La mort est devant nous, un peu comme au mur de la salle de classe un tableau de la bataille d’Alexandre. Ce qu’il nous reste à faire, c’est, à travers nos actes dans cette vie, d’obscurcir encore le tableau ou de l’effacer tout à fait.

  • Réflexions sur le péché, la souffrance, l'espérance et le vrai chemin, Franz Kafka (trad. Bernard Pautrat), éd. Payot et Rivages, coll. Rivages poche, Petite bibliothèque, 2001 (ISBN 2-7436-0773-4), p. 65


109

(..) Il n’est pas nécessaire que tu sortes de chez toi. Reste à ta table et écoute. N’écoute même pas, attends, simplement. N’attends même pas, soit pleinement calme et seul. Le monde va s’offrir à toi pour que tu le démasques, il ne peut rien faire d’autre, il va se tordre extasié devant toi.

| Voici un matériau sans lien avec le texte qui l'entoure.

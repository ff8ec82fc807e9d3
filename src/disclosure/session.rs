//! One viewing session: the shared dataset plus all mutable disclosure state.

use log::error;
use rand::SeedableRng;
use rand::rngs::StdRng;

use super::config::DisclosureConfig;
use super::error::RootNotFoundError;
use super::lock::ExpansionLockCoordinator;
use super::model::{FullGraph, Position};
use super::router::Layout;
use super::store::GraphStore;
use super::style::{NodeView, node_views};
use super::visibility::{VisibilityController, VisibleGraph};
use super::wrap::TextMeasure;

/// Disclosure state owned by the host for the lifetime of one view.
pub struct Session {
	store: GraphStore,
	pub(crate) controller: VisibilityController,
	pub(crate) locks: ExpansionLockCoordinator,
	pub(crate) config: DisclosureConfig,
	pub(crate) rng: StdRng,
}

impl Session {
	/// Shows the configured root at `origin`.
	pub fn start(
		store: GraphStore,
		config: DisclosureConfig,
		origin: Position,
	) -> Result<Self, RootNotFoundError> {
		Self::with_rng(store, config, origin, StdRng::from_entropy())
	}

	/// Like [`Session::start`] with a caller-provided random source.
	pub fn with_rng(
		store: GraphStore,
		config: DisclosureConfig,
		origin: Position,
		rng: StdRng,
	) -> Result<Self, RootNotFoundError> {
		let controller =
			VisibilityController::initialize(store.shared(), &config.root, origin, config.spawn_jitter)
				.inspect_err(|err| error!("Cannot start session: {}", err))?;
		Ok(Self {
			store,
			controller,
			locks: ExpansionLockCoordinator::new(),
			config,
			rng,
		})
	}

	/// Dataset this session discloses.
	pub fn store(&self) -> &GraphStore {
		&self.store
	}

	/// The complete graph.
	pub fn full(&self) -> &FullGraph {
		self.store.graph()
	}

	/// What the viewer currently sees.
	pub fn visible(&self) -> &VisibleGraph {
		self.controller.visible()
	}

	/// Tunables in effect.
	pub fn config(&self) -> &DisclosureConfig {
		&self.config
	}

	/// Pin state.
	pub fn locks(&self) -> &ExpansionLockCoordinator {
		&self.locks
	}

	/// Advances pin timers by `dt_ms`, hands released nodes back to the layout
	/// and copies layout positions into the visible graph.
	pub fn tick(&mut self, dt_ms: f64, layout: &mut impl Layout) {
		let visible = self.controller.visible_mut();
		for id in self.locks.advance(visible, dt_ms) {
			layout.set_pinned(&id, None);
		}
		self.sync_positions(&*layout);
	}

	/// Copies layout positions into the visible graph.
	pub fn sync_positions(&mut self, layout: &impl Layout) {
		let visible = self.controller.visible_mut();
		let ids: Vec<_> = visible.nodes().iter().map(|n| n.id.clone()).collect();
		for id in ids {
			if let Some(position) = layout.position(&id) {
				visible.set_position(&id, position);
			}
		}
	}

	/// Drawable snapshot of the visible nodes.
	pub fn node_views(&self, measure: &impl TextMeasure) -> Vec<NodeView> {
		node_views(self.full(), self.visible(), &self.config, measure)
	}
}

  • Réflexions sur le péché, la souffrance, l'espérance et le vrai chemin, Franz Kafka (trad. Bernard Pautrat), éd. Payot et Rivages, coll. Rivages poche, Petite bibliothèque, 2001 (ISBN 2-7436-0773-4), p. 77


Correspondance[modifier]

Nous avons besoin de livres qui agissent sur nous comme un malheur dont nous souffririons beaucoup, comme la mort de quelqu'un que nous aimerions plus que nous-mêmes, comme si nous étions proscrits, condamnés à vivre dans des forêts loin de tous les hommes, comme un suicide - un livre doit être la hache qui brise la mer gelée en nous.


Journal[modifier]

Tout ce qui n'est pas littérature m'ennuie et je le hais.

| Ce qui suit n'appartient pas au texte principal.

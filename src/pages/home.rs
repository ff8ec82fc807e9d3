use leptos::prelude::*;
use log::error;

use crate::components::force_graph::ForceGraphCanvas;
use crate::disclosure::DisclosureConfig;
use crate::loader::{DATASET_URL, fetch_dataset};

/// Default Home Page
#[component]
pub fn Home() -> impl IntoView {
	let config = DisclosureConfig::default();
	let root = config.root.clone();
	let dataset = LocalResource::new(move || fetch_dataset(DATASET_URL, root.clone()));

	// A failed load leaves the canvas blank.
	let store = Signal::derive(move || dataset.get().and_then(Result::ok));
	Effect::new(move |_| {
		if let Some(Err(err)) = dataset.get() {
			error!("Graph unavailable: {}", err);
		}
	});

	view! {
		<div class="fullscreen-graph">
			<ForceGraphCanvas store=store config=config fullscreen=true />
			<div class="graph-overlay">
				<h1>"Archive Explorer"</h1>
				<p class="subtitle">
					"Click a node to reveal what it holds. Linked nodes open their page. Drag nodes to reposition, scroll to zoom, drag the background to pan."
				</p>
			</div>
		</div>
	}
}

Les parents qui attendent de la reconnaissance de leurs enfants (il y en a même qui l'exigent) sont comme ces usuriers qui risquent volontiers le capital pour toucher les intérêts.


En un certain sens, le Bien est désolant.


L'oisiveté est le commencement de tous les vices, le couronnement de toutes les vertus.


Dans le combat entre toi et le monde, seconde le monde.


J'ai passé ma vie à me défendre de l'envie d'y mettre fin.


La jeunesse éternelle est impossible, même s'il n'y avait pas d'autre obstacle, l'introspection s'y opposerait.


Conversations avec Kafka, 1951 & 1968[modifier]

     "- Etes-vous à ce point seul ?", lui demandai-je.
     Kafka fit "oui" de la tête.
     "Comme Kaspar Hauser ?"
     Kafka eut un rire et répondit : 'Bien pire que cela. Je suis seul... comme Franz Kafka."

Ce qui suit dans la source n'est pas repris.